Background: Hearing impairments are associated with reduced walking performance under Dual-task (DT) conditions. Little is known about the neural representation of DT performance while walking in this target group compared to healthy controls or younger adults. Therefore, utilizing the Mobile Brain/Body Imaging approach (MoBI), we aim at gaining deeper insights into the brain dynamics underlying the interaction of cognitive and motor processes during different DT conditions (visual and auditory) controlling for age and the potential performance decrements of older adults with hearing impairments. Methods: The cross-sectional study integrates a multifactorial mixed-measure design. Between-subject factors grouping the sample will be age (younger vs. older adults) and hearing impairment (mild vs. not hearing impaired). The within-subject factors will be the task complexity (single- vs. DT) and cognitive task modality (visual vs. auditory). Stimuli of the cognitive task will vary according to the stimulus modality (visual vs. auditory), presentation side (left vs. right), and presentation-response compatibility (ipsilateral vs. contralateral). Analyses of DT costs and underlying neuronal correlates focus either on gait or cognitive performance. Based on an a priori sample size calculation 96 (48 healthy and 48 mildly hearing impaired) community-dwelling older adults (50-70 years) and 48 younger adults (20-30 years) will be recruited. Gait parameters of speed and rhythm will be captured. EEG activity will be recorded using 64 active electrodes. Discussion: The study evaluates cognitive-motor interference (CMI) in groups of young and older adults as well as older adults with hearing impairment.
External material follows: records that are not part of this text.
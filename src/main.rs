use anyhow::{Context, Result};
use clap::{Parser, Subcommand};
use cookify::api_response::{
    ErrorResponse, NutritionResponse, NutritionSummary, ReferenceListResponse, SearchResponse,
};
use cookify::engine_config::EngineConfig;
use cookify::engine_errors::EngineError;
use cookify::input_validation::{request_ingredients, require_ingredients};
use cookify::nutrition_aggregator::aggregate;
use cookify::observability::{init_tracing, LogFormat};
use cookify::recipe_corpus::load_corpus;
use cookify::recipe_ranker::RecipeRanker;
use cookify::reference_data::ReferenceDataCache;
use serde::Serialize;
use serde_json::{json, Value};
use std::fs;
use std::io;
use std::path::{Path, PathBuf};
use std::process::ExitCode;
use tracing::{info, warn};

/// cookify - recipe matching and nutrition calculation
#[derive(Parser)]
#[command(name = "cookify")]
#[command(about = "Find recipes for the ingredients you have and compute nutrition", long_about = None)]
struct Cli {
    /// Recipe corpus JSON file (overrides COOKIFY_RECIPES)
    #[arg(long, global = true)]
    recipes: Option<PathBuf>,

    /// Reference nutrition JSON file (overrides COOKIFY_NUTRITION_DATA)
    #[arg(long, global = true)]
    nutrition_data: Option<PathBuf>,

    /// Log level used when RUST_LOG is not set
    #[arg(long, global = true, default_value = "info")]
    log_level: String,

    #[command(subcommand)]
    command: Commands,
}

#[derive(Subcommand)]
enum Commands {
    /// Rank recipes against the ingredients on hand
    Search {
        /// Ingredients on hand
        ingredients: Vec<String>,

        /// JSON request body with an "ingredients" array ("-" reads stdin)
        #[arg(long, conflicts_with = "ingredients")]
        request: Option<PathBuf>,
    },
    /// Compute total and per-serving nutrition for ingredient lines
    Nutrition {
        /// Ingredient lines, e.g. "2 cups flour"
        ingredients: Vec<String>,

        /// JSON request body with an "ingredients" array ("-" reads stdin)
        #[arg(long, conflicts_with = "ingredients")]
        request: Option<PathBuf>,
    },
    /// List the reference nutrition table
    Ingredients,
}

fn main() -> ExitCode {
    let cli = Cli::parse();

    if let Err(e) = init_tracing(&cli.log_level, LogFormat::from_env()) {
        eprintln!("{:#}", e);
    }

    let config = match EngineConfig::from_env() {
        Ok(config) => config,
        Err(e) => return report_error(&anyhow::Error::from(e)),
    };

    match run(cli, config) {
        Ok(output) => {
            println!("{}", output);
            ExitCode::SUCCESS
        }
        Err(e) => report_error(&e),
    }
}

fn run(cli: Cli, mut config: EngineConfig) -> Result<String> {
    if let Some(path) = cli.recipes {
        config.recipes_path = path;
    }
    if let Some(path) = cli.nutrition_data {
        config.nutrition.reference_data_path = path;
    }

    match cli.command {
        Commands::Search {
            ingredients,
            request,
        } => search_command(&config, read_ingredients(ingredients, request.as_deref())?),
        Commands::Nutrition {
            ingredients,
            request,
        } => nutrition_command(&config, read_ingredients(ingredients, request.as_deref())?),
        Commands::Ingredients => ingredients_command(&config),
    }
}

fn search_command(config: &EngineConfig, ingredients: Vec<String>) -> Result<String> {
    let corpus = load_corpus(&config.recipes_path).context("Failed to load recipe corpus")?;
    let ranked = RecipeRanker::new(config.ranker.clone()).rank(&ingredients, &corpus)?;
    info!(
        "Search returned {} of {} matching recipes",
        ranked.results.len(),
        ranked.total_matches
    );
    to_json(&SearchResponse::from(&ranked))
}

fn nutrition_command(config: &EngineConfig, ingredients: Vec<String>) -> Result<String> {
    let cache = ReferenceDataCache::from_path(&config.nutrition.reference_data_path);
    let reference = cache.get();
    if reference.is_empty() {
        warn!("Reference table is empty, all nutrients will be zero");
    }

    let total = aggregate(&ingredients, &reference);
    let summary = NutritionSummary::new(total, config.nutrition.serving_divisor);
    to_json(&NutritionResponse::from(summary))
}

fn ingredients_command(config: &EngineConfig) -> Result<String> {
    let cache = ReferenceDataCache::from_path(&config.nutrition.reference_data_path);
    let reference = cache.get();
    to_json(&ReferenceListResponse::from(reference.as_ref()))
}

/// Ingredients from the positional arguments or a JSON request body
fn read_ingredients(args: Vec<String>, request: Option<&Path>) -> Result<Vec<String>> {
    let Some(path) = request else {
        require_ingredients(&args)?;
        return Ok(args);
    };

    let body = if path == Path::new("-") {
        io::read_to_string(io::stdin()).context("Failed to read request from stdin")?
    } else {
        fs::read_to_string(path)
            .with_context(|| format!("Failed to read request {}", path.display()))?
    };
    let body: Value = serde_json::from_str(&body)
        .map_err(|e| EngineError::Validation(format!("Request body is not valid JSON: {}", e)))?;
    Ok(request_ingredients(&body)?)
}

fn to_json<T: Serialize>(response: &T) -> Result<String> {
    serde_json::to_string_pretty(response).context("Failed to serialize response")
}

/// Print the error envelope and pick the exit status
fn report_error(err: &anyhow::Error) -> ExitCode {
    let (response, code) = match err.downcast_ref::<EngineError>() {
        Some(engine_err) if engine_err.is_client_error() => (ErrorResponse::from(engine_err), 2),
        _ => (ErrorResponse::new(format!("{:#}", err)), 1),
    };
    tracing::error!("{}", response.error);

    match serde_json::to_string_pretty(&response) {
        Ok(json) => println!("{}", json),
        Err(_) => println!("{}", json!({"success": false, "error": response.error})),
    }
    ExitCode::from(code)
}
The underlying processes of the interaction between motor and cognitive tasks will be identified at a behavioral and neurophysiological level comparing an auditory or a visual secondary task. We assume that performance differences are linked to different cognitive-motor processes, i.e., stimulus input, resource allocation, and movement execution. Moreover, for the different DT conditions (auditory vs. visual) we assume performance decrements within the auditory condition, especially for older, hearing-impaired adults. Findings will provide evidence of general mechanisms of CMI (ST vs. DT walking) as well as task-specific effects in dual-task performance while over ground walking.